== Work to be completed ==
Please retype the data in full, exactly as given.

---- Dataset records

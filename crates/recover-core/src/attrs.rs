//! Node and edge attributes carried by the program graph.

use serde::{Deserialize, Serialize};

use crate::ids::Selector;

/// Type of a program-graph node.
#[derive(Debug, Clone, Copy, PartialEq, Eq, Hash, Serialize, Deserialize)]
pub enum NodeType {
    Invalid,
    Code,
    Data,
}

impl Default for NodeType {
    fn default() -> Self {
        NodeType::Invalid
    }
}

/// Type of a program-graph edge, derived from the node types of its endpoints.
#[derive(Debug, Clone, Copy, PartialEq, Eq, Hash, Serialize, Deserialize)]
pub enum EdgeType {
    Invalid,
    Code2Code,
    Code2Data,
    Data2Data,
    Data2Code,
}

impl Default for EdgeType {
    fn default() -> Self {
        EdgeType::Invalid
    }
}

/// Class of relationship an edge represents.
///
/// `Sequence` edges are auxiliary scaffolding joining address-consecutive
/// functions within a segment; they must be stripped before fitness scoring
/// (see [`crate::views::SequenceMode`]).
#[derive(Debug, Clone, Copy, PartialEq, Eq, Hash, Serialize, Deserialize)]
pub enum EdgeClass {
    Invalid,
    ControlRelation,
    DataRelation,
    Sequence,
}

impl Default for EdgeClass {
    fn default() -> Self {
        EdgeClass::Invalid
    }
}

/// Attributes attached to a program-graph node.
#[derive(Debug, Clone, PartialEq, Serialize, Deserialize)]
pub struct NodeAttrs {
    pub node_type: NodeType,
    pub segment: Selector,
    pub name: Option<String>,
}

/// Attributes attached to a program-graph edge.
#[derive(Debug, Clone, Copy, PartialEq, Serialize, Deserialize)]
pub struct EdgeAttrs {
    pub edge_type: EdgeType,
    pub edge_class: EdgeClass,
    pub size: u64,
}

--------

== Result of this exercise ==
filename crates/recover-core/src/attrs.rs
//! Node and edge attributes carried by the program graph.

use serde::{Deserialize, Serialize};

use crate::ids::Selector;

/// Type of a program-graph node.
#[derive(Debug, Clone, Copy, PartialEq, Eq, Hash, Serialize, Deserialize)]
pub enum NodeType {
    Invalid,
    Code,
    Data,
}

impl Default for NodeType {
    fn default() -> Self {
        NodeType::Invalid
    }
}

/// Type of a program-graph edge, derived from the node types of its endpoints.
#[derive(Debug, Clone, Copy, PartialEq, Eq, Hash, Serialize, Deserialize)]
pub enum EdgeType {
    Invalid,
    Code2Code,
    Code2Data,
    Data2Data,
    Data2Code,
}

impl Default for EdgeType {
    fn default() -> Self {
        EdgeType::Invalid
    }
}

/// Class of relationship an edge represents.
///
/// `Sequence` edges are auxiliary scaffolding joining address-consecutive
/// functions within a segment; they must be stripped before fitness scoring
/// (see [`crate::views::SequenceMode`]).
#[derive(Debug, Clone, Copy, PartialEq, Eq, Hash, Serialize, Deserialize)]
pub enum EdgeClass {
    Invalid,
    ControlRelation,
    DataRelation,
    Sequence,
}

impl Default for EdgeClass {
    fn default() -> Self {
        EdgeClass::Invalid
    }
}

/// Attributes attached to a program-graph node.
#[derive(Debug, Clone, PartialEq, Serialize, Deserialize)]
pub struct NodeAttrs {
    pub node_type: NodeType,
    pub segment: Selector,
    pub name: Option<String>,
}

/// Attributes attached to a program-graph edge.
#[derive(Debug, Clone, Copy, PartialEq, Serialize, Deserialize)]
pub struct EdgeAttrs {
    pub edge_type: EdgeType,
    pub edge_class: EdgeClass,
    pub size: u64,
}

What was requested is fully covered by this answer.